Again, it varies. There are some kinds of PTSD that are trigger-specific, so people can learn to manage their lives and only very focal areas that are affected. There are other people for whom it becomes a more global problem. In terms of the treatment, there’s a corresponding, wide range of options. In the literature, there’s debate about whether recovery is learning to live with the symptoms or whether it is a working through of the fears.

Where do you stand?
It depends on the trauma. In my experience, both approaches can be useful. The research literature is difficult to summarize, in part because it’s a challenge to get a homogenous sample for a diagnosis that’s so broad. But, generally, there is good evidence that a wide range of treatments can be helpful.

Personally, I think it is most important that a patient find the treatment and the clinician that feels right to them.Some treatment works from the premise that your body and brain work to encode threats and that these memories don’t go away. In that case, the focus is managing symptoms and developing more adaptive behaviors. Generally, these treatments slowly and safely expose a person to triggers, encourage her to tolerate the stress, and help develop coping strategies. Exposure therapies, Somatic therapies, and Eye Movement Desensitization and Reprocessing (EMDR) are all examples—they are slow means of exposing, coping with, and, in Somatic and EMDR’s cases, processing the trauma. People learn to re-train and relax their body, rather than to get overly aroused and hightail it the other way.
There’s other treatment that looks both at the behaviors and the thinking, the ways the person has come to react and to think about the stressor and the triggers. After identifying the problematic thoughts and behaviors, people develop more adaptive skills. That includes, for example, Cognitive Behavioral therapies and Dialectical Behavioral Therapy, which is largely a skills-based approach.

And then there is a psychodynamic approach.
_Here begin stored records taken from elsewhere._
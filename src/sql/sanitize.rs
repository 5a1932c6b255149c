//! SQL Identifier Sanitization Utilities
//!
//! Identifiers are validated once, when an entity type is built, and quoted
//! every time they are rendered. Values never pass through here; they are bound
//! as parameters.

use regex::Regex;
use std::sync::LazyLock;

/// PostgreSQL truncates identifiers longer than this (NAMEDATALEN - 1)
pub const MAX_IDENTIFIER_LENGTH: usize = 63;

static IDENTIFIER_PATTERN: LazyLock<Regex> = LazyLock::new(|| {
    Regex::new(r"^[A-Za-z_][A-Za-z0-9_]*$").expect("identifier pattern is a valid regex")
});

/// Quote a SQL identifier to make it safe for use in queries
///
/// # Example
/// ```
/// use runtara_object_admin::sql::quote_identifier;
///
/// assert_eq!(quote_identifier("books"), "\"books\"");
/// ```
pub fn quote_identifier(identifier: &str) -> String {
    // Escape any double quotes in the identifier by doubling them
    let escaped = identifier.replace('"', "\"\"");
    format!("\"{}\"", escaped)
}

/// Validate a table, column or attribute name
///
/// Rules:
/// - Must start with a letter or underscore
/// - Can only contain ASCII letters, digits and underscores
/// - At most 63 bytes
///
/// Reserved keywords are accepted because every identifier is quoted when rendered.
///
/// # Example
/// ```
/// use runtara_object_admin::sql::validate_identifier;
///
/// assert!(validate_identifier("books").is_ok());
/// assert!(validate_identifier("hireDate").is_ok());
/// assert!(validate_identifier("title; DROP TABLE books").is_err());
/// ```
pub fn validate_identifier(name: &str) -> Result<(), String> {
    if name.is_empty() {
        return Err("Identifier cannot be empty".to_string());
    }

    if name.len() > MAX_IDENTIFIER_LENGTH {
        return Err(format!(
            "Identifier '{}' is longer than {} bytes.",
            name, MAX_IDENTIFIER_LENGTH
        ));
    }

    if !IDENTIFIER_PATTERN.is_match(name) {
        return Err(format!(
            "Identifier '{}' is invalid. Must start with a letter or underscore and contain only letters, numbers, and underscores.",
            name
        ));
    }

    Ok(())
}

/// Escape LIKE wildcards so a needle matches literally under `ESCAPE '\'`
pub fn escape_like(needle: &str) -> String {
    let mut escaped = String::with_capacity(needle.len());
    for c in needle.chars() {
        if matches!(c, '\\' | '%' | '_') {
            escaped.push('\\');
        }
        escaped.push(c);
    }
    escaped
}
That’s generally what guides treatment at Austen Riggs— we try to learn from relationships—past and present. We try to understand the thoughts, feelings, and behaviors that come up in relationships, some of which otherwise might sabotage treatment. Earlier I said something about people with complex histories often become reactive to relationships in ways they don’t understand, so in targeting the relationship, we are trying to get that part organized so someone can stay in treatment and approach the trauma in a safe way. Through the relationship with the therapist, and through developing a personal and family history, people can then start putting together a narrative for what happened, how they’re dealing with it, how to respond more adaptively, and how to construct a more fulfilling life. Generally, psychodynamic psychotherapy focuses on the whole person, including but not only the trauma.